Lapatinib and neratinib, like pyrotinib, belong to the TKI family. Lapatinib was approved earlier than pyrotinib for second-line treatment of HER2-positive MBC, but only reversibly inhibits HER1 and HER2 receptors.35 Phase II clinical trial shows superior efficacy (ORR:78.5%vs.57.1%) and mPFS (18.1 months vs 7.0 months) of pyrotinib over lapatinib.36 The phase III PHOEBE trial also confirmed significantly prolonged mPFS in the pyrotinib combined with capecitabine group compared to the lapatinib combined with capecitabine group (12.5 months vs 6.8 months).22 Neratinib, similar to pyrotinib, is an irreversible inhibitor of HER1, HER2, and HER4, and is approved for intensive adjuvant therapy for HER2 positive early-stage breast cancer and third-line therapy for advanced breast cancer.37 The NALA study showed more benefit in mPFS with neratinib in combination with capecitabine than lapatinib in combination with capecitabine for patients with HER2-positive advanced breast cancer who had been previously treated with 2 or more anti-HER2 agents (8.8 months vs 6.6 months).20 The use of pyrotinib in advanced third-line and above patients in this study still achieved an mPFS of 6.0 months, suggesting that advanced multiline patients can still benefit from pyrotinib therapy. In the TBCRC022 study exploring neratinib in combination with capecitabine for the treatment of patients with HER2 positive brain metastatic breast cancer, mPFS was 3.1 and 5.5 months in the prior lapatinib-treated and prior lapatinib-untreated groups, respectively.38 The real-world study by Li et al also reported a significant advantage of pyrotinib in patients untreated with lapatinib (mPFS: lapatinib-untreated group vs lapatinib-treated group: 10.9 months vs 6.9 months).31 Similarly, in the present study, pyrotinib was used for longer mPFS after progression on prior trastuzumab therapy in the group that had not received lapatinib compared with the group that had received prior lapatinib (11.0 months vs 7.0 months, P<0.001). This effect of efficacy between pyrotinib and lapatinib may be due to potential cross-resistance between the different TKIs.

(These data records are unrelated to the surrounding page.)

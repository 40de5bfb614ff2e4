//! Job rendering.
//!
//! Rendering is pure: the same batch and context always produce the same
//! [`JobSpec`]. Writing the result to disk is a separate step.

use std::collections::{BTreeMap, BTreeSet};
use std::fmt::Write as _;
use std::path::Path;

use serde::Serialize;
use thiserror::Error;
use tokio::fs;

use super::config::DispatchConfig;
use super::types::{BatchLabel, JobFlavor, JobSpec, RenderedFile, RunContext};
use crate::fragment::Fragment;

#[derive(Debug, Error)]
pub enum RenderError {
    #[error("Failed to serialize job metadata: {0}")]
    Metadata(#[from] serde_json::Error),

    #[error("Failed to write job files: {0}")]
    Io(#[from] std::io::Error),
}

/// Turns a batch of fragments into a job.
pub trait JobRenderer: Send + Sync {
    fn flavor(&self) -> JobFlavor;

    /// Prefix of per-job directory names.
    fn job_dir_prefix(&self) -> &str;

    /// Render the job over `batch`.
    fn render(&self, batch: &BTreeSet<Fragment>, ctx: &RunContext) -> Result<JobSpec, RenderError>;

    /// Files written to the run directory when the run is finalized. They
    /// are never launched by the controller.
    fn render_finalization(
        &self,
        _ctx: &RunContext,
        _expected_outputs: &BTreeSet<String>,
    ) -> Result<Vec<RenderedFile>, RenderError> {
        Ok(Vec::new())
    }
}

/// Create the renderer for a job flavor.
pub fn create_renderer(flavor: JobFlavor, config: &DispatchConfig) -> Box<dyn JobRenderer> {
    match flavor {
        JobFlavor::Express => Box::new(ExpressRenderer::new(config.clone())),
        JobFlavor::Harvesting => Box::new(HarvestingRenderer::new(config.clone())),
    }
}

fn join_inputs<'a, I>(prefix: &str, ids: I) -> String
where
    I: IntoIterator<Item = &'a str>,
{
    ids.into_iter()
        .map(|id| format!("{}{}", prefix, id))
        .collect::<Vec<_>>()
        .join(",")
}

/// Shell preamble setting up the software environment.
fn environment(ctx: &RunContext, create_release: bool) -> String {
    let version = &ctx.toolchain.software_version;
    let mut out = String::from("#!/bin/bash -ex\n\n");
    let _ = writeln!(out, "export SCRAM_ARCH={}", ctx.toolchain.scram_arch);
    let _ = writeln!(out, "cd {}", ctx.working_dir.display());
    if create_release {
        let _ = writeln!(out, "if [ ! -d {} ]; then cmsrel {}; fi", version, version);
    }
    let _ = writeln!(out, "cd {}/src", version);
    out.push_str("cmsenv\n");
    out
}

fn empty_job(flavor: JobFlavor, ctx: &RunContext, label: Option<BatchLabel>) -> JobSpec {
    JobSpec {
        run_id: ctx.run_id.clone(),
        flavor,
        job_number: ctx.job_number,
        job_dir: ctx.job_dir.clone(),
        label,
        inputs: Vec::new(),
        terminal: ctx.terminal,
        script: flavor.script_name().to_string(),
        files: Vec::new(),
        expected_outputs: Vec::new(),
    }
}

/// Per-segment reconstruction jobs over a lumisection range.
pub struct ExpressRenderer {
    config: DispatchConfig,
}

impl ExpressRenderer {
    pub fn new(config: DispatchConfig) -> Self {
        Self { config }
    }

    fn script(&self, ctx: &RunContext, inputs: &str, stem: &str, output: &str) -> String {
        let threads = self.config.threads;
        let mut out = environment(ctx, true);
        let _ = writeln!(out, "cd {}\n", ctx.job_dir.display());
        let _ = write!(
            out,
            "cmsDriver.py expressStep2 --conditions {} -s {} \
             --datatier ALCARECO --eventcontent ALCARECO --data --process RERECO \
             --scenario pp --era Run3 --nThreads {} --nStreams {} -n -1 \
             --filein {} --fileout file:{} --no_exec --python_filename {}_ecalPedsStep2.py\n\n",
            ctx.toolchain.global_tag,
            self.config.express_sequence,
            threads,
            threads,
            inputs,
            output,
            stem,
        );
        let _ = writeln!(out, "cmsRun {}_ecalPedsStep2.py > {}_step2.log 2>&1", stem, stem);
        let _ = writeln!(out, "touch {}_ecalPedsStep2_job.txt", stem);
        out
    }
}

impl JobRenderer for ExpressRenderer {
    fn flavor(&self) -> JobFlavor {
        JobFlavor::Express
    }

    fn job_dir_prefix(&self) -> &str {
        self.config.job_dir_prefix_for(JobFlavor::Express)
    }

    fn render(&self, batch: &BTreeSet<Fragment>, ctx: &RunContext) -> Result<JobSpec, RenderError> {
        let flavor = self.flavor();
        let label = BatchLabel::from_fragments(batch);
        let mut spec = empty_job(flavor, ctx, label);
        if batch.is_empty() {
            return Ok(spec);
        }

        let stem = spec.artifact_name();
        let output_name = format!("{}_step2.root", stem);
        let inputs = join_inputs(
            self.config.input_prefix_for(flavor),
            batch.iter().map(|f| f.id.as_str()),
        );

        spec.files
            .push(RenderedFile::script(flavor.script_name(), self.script(ctx, &inputs, &stem, &output_name)));
        spec.expected_outputs
            .push(ctx.job_dir.join(&output_name).display().to_string());
        spec.inputs = batch.iter().cloned().collect();
        Ok(spec)
    }

    fn render_finalization(
        &self,
        ctx: &RunContext,
        expected_outputs: &BTreeSet<String>,
    ) -> Result<Vec<RenderedFile>, RenderError> {
        if expected_outputs.is_empty() {
            return Ok(Vec::new());
        }

        let threads = self.config.threads;
        let stem = format!("run{}", ctx.run_id);
        let inputs = join_inputs("file:", expected_outputs.iter().map(String::as_str));

        let mut out = environment(ctx, false);
        let _ = writeln!(out, "cd {}\n", ctx.working_dir.display());
        let _ = write!(
            out,
            "cmsDriver.py expressStep3 --conditions {} -s {} \
             --datatier ALCARECO --eventcontent ALCARECO --triggerResultsProcess RERECO \
             --nThreads {} --nStreams {} -n -1 --filein {} --no_exec \
             --python_filename {}_ecalPedsALCAOUTPUT.py\n\n",
            ctx.toolchain.global_tag, self.config.alca_output_sequence, threads, threads, inputs, stem,
        );
        let _ = writeln!(out, "cat <<@EOF>> {}_ecalPedsALCAOUTPUT.py", stem);
        out.push_str(
            "process.ALCARECOEcalTestPulsesRaw.TriggerResultsTag = cms.InputTag(\"TriggerResults\", \"\", \"RERECO\")\n",
        );
        out.push_str("@EOF\n\n");
        let _ = writeln!(out, "cmsRun {}_ecalPedsALCAOUTPUT.py", stem);

        Ok(vec![RenderedFile::script("ALCAOUTPUT.sh", out)])
    }
}

/// Conditions upload metadata, serialized with four-space indentation.
#[derive(Debug, Serialize)]
#[serde(rename_all = "camelCase")]
struct UploadMetadata<'a> {
    destination_database: &'a str,
    destination_tags: BTreeMap<&'a str, BTreeMap<String, String>>,
    input_tag: &'a str,
    since: serde_json::Value,
    user_text: &'a str,
}

const METADATA_FILE: &str = "promptCalibConditions.txt";
const CONDITIONS_DB: &str = "promptCalibConditions.db";

/// Harvesting jobs over completed per-segment outputs.
pub struct HarvestingRenderer {
    config: DispatchConfig,
}

impl HarvestingRenderer {
    pub fn new(config: DispatchConfig) -> Self {
        Self { config }
    }

    fn metadata(&self, run_id: &str) -> Result<String, RenderError> {
        let upload = &self.config.upload;
        let since = run_id
            .parse::<u64>()
            .map(serde_json::Value::from)
            .unwrap_or_else(|_| serde_json::Value::from(run_id));
        let metadata = UploadMetadata {
            destination_database: &upload.destination_database,
            destination_tags: BTreeMap::from([(upload.tag.as_str(), BTreeMap::new())]),
            input_tag: &upload.tag,
            since,
            user_text: &upload.user_text,
        };

        let mut buf = Vec::new();
        let formatter = serde_json::ser::PrettyFormatter::with_indent(b"    ");
        let mut ser = serde_json::Serializer::with_formatter(&mut buf, formatter);
        metadata.serialize(&mut ser)?;
        Ok(String::from_utf8_lossy(&buf).into_owned())
    }

    fn script(&self, ctx: &RunContext, inputs: &str) -> String {
        let stem = format!("run{}_ecalPedsHARVESTING", ctx.run_id);
        let mut out = environment(ctx, false);
        let _ = writeln!(out, "cd {}\n", ctx.job_dir.display());
        let _ = write!(
            out,
            "cmsDriver.py expressStep4 --conditions {} -s {} --scenario pp --data \
             --filein {} -n -1 --no_exec --python_filename {}.py\n\n",
            ctx.toolchain.global_tag, self.config.harvest_sequence, inputs, stem,
        );
        let _ = writeln!(out, "cat <<@EOF>> {}.py", stem);
        let _ = writeln!(
            out,
            "process.PoolDBOutputService.toPut[0].tag = cms.string(\"{}\")",
            self.config.upload.tag
        );
        out.push_str("@EOF\n\n");
        let _ = writeln!(out, "cmsRun {}.py\n", stem);
        let _ = writeln!(
            out,
            "if [ -f \"{db}\" ]; then echo \"DB file exists!\"; else echo \"DB file missing\"; fi",
            db = CONDITIONS_DB
        );
        let _ = writeln!(
            out,
            "if [ -f \"{md}\" ]; then echo \"Metadata file exists!\"; else echo \"Metadata file missing\"; fi",
            md = METADATA_FILE
        );
        if self.config.upload.enabled {
            let _ = writeln!(out, "uploadConditions.py {}", CONDITIONS_DB);
        }
        out
    }
}

impl JobRenderer for HarvestingRenderer {
    fn flavor(&self) -> JobFlavor {
        JobFlavor::Harvesting
    }

    fn job_dir_prefix(&self) -> &str {
        self.config.job_dir_prefix_for(JobFlavor::Harvesting)
    }

    fn render(&self, batch: &BTreeSet<Fragment>, ctx: &RunContext) -> Result<JobSpec, RenderError> {
        let flavor = self.flavor();
        let mut spec = empty_job(flavor, ctx, BatchLabel::from_fragments(batch));
        if batch.is_empty() {
            return Ok(spec);
        }

        let inputs = join_inputs(
            self.config.input_prefix_for(flavor),
            batch.iter().map(|f| f.id.as_str()),
        );

        spec.files.push(RenderedFile::data(METADATA_FILE, self.metadata(&ctx.run_id)?));
        spec.files
            .push(RenderedFile::script(flavor.script_name(), self.script(ctx, &inputs)));
        spec.expected_outputs
            .push(ctx.job_dir.join(CONDITIONS_DB).display().to_string());
        spec.inputs = batch.iter().cloned().collect();
        Ok(spec)
    }
}

/// Write rendered files into `dir`, creating it if needed.
pub async fn write_files(dir: &Path, files: &[RenderedFile]) -> Result<(), RenderError> {
    fs::create_dir_all(dir).await?;
    for file in files {
        let path = dir.join(&file.name);
        fs::write(&path, &file.contents).await?;
        #[cfg(unix)]
        if file.executable {
            use std::os::unix::fs::PermissionsExt;
            fs::set_permissions(&path, std::fs::Permissions::from_mode(0o755)).await?;
        }
    }
    Ok(())
}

At present, the combination therapy of large molecule monoclonal antibody and small molecule TKI drug has become a research hotspot. Because they have different HER2 signaling targeting domains, dual anti-HER2 therapies have been shown to enhance anti-tumor activity in many clinical studies. A Phase III clinical trial demonstrated that lapatinib combined with trastuzumab significantly improved outcomes in patients with advanced refractory HER2-positive breast cancer compared to lapatinib alone (mPFS: 3 months vs 2 months, P=0.008; CBR:24.7% vs 12.4%, P=0.01).39 In the ALTERNATIVE update study, lapatinib combined with trastuzumab and aromatase inhibitors had a significant advantage in mPFS compared to lapatinib combined with aromatase inhibitors (11 months vs 5.6 months, P=0.0063).32 In this study,170 patients (46.67%) received pyrotinib combined with trastuzumab, and mPFS were better than those without trastuzumab in the regimen (10.5 months vs 9.0 months, P=0.278), indicating a good effect of dual anti-HER2 therapy with small and large molecules.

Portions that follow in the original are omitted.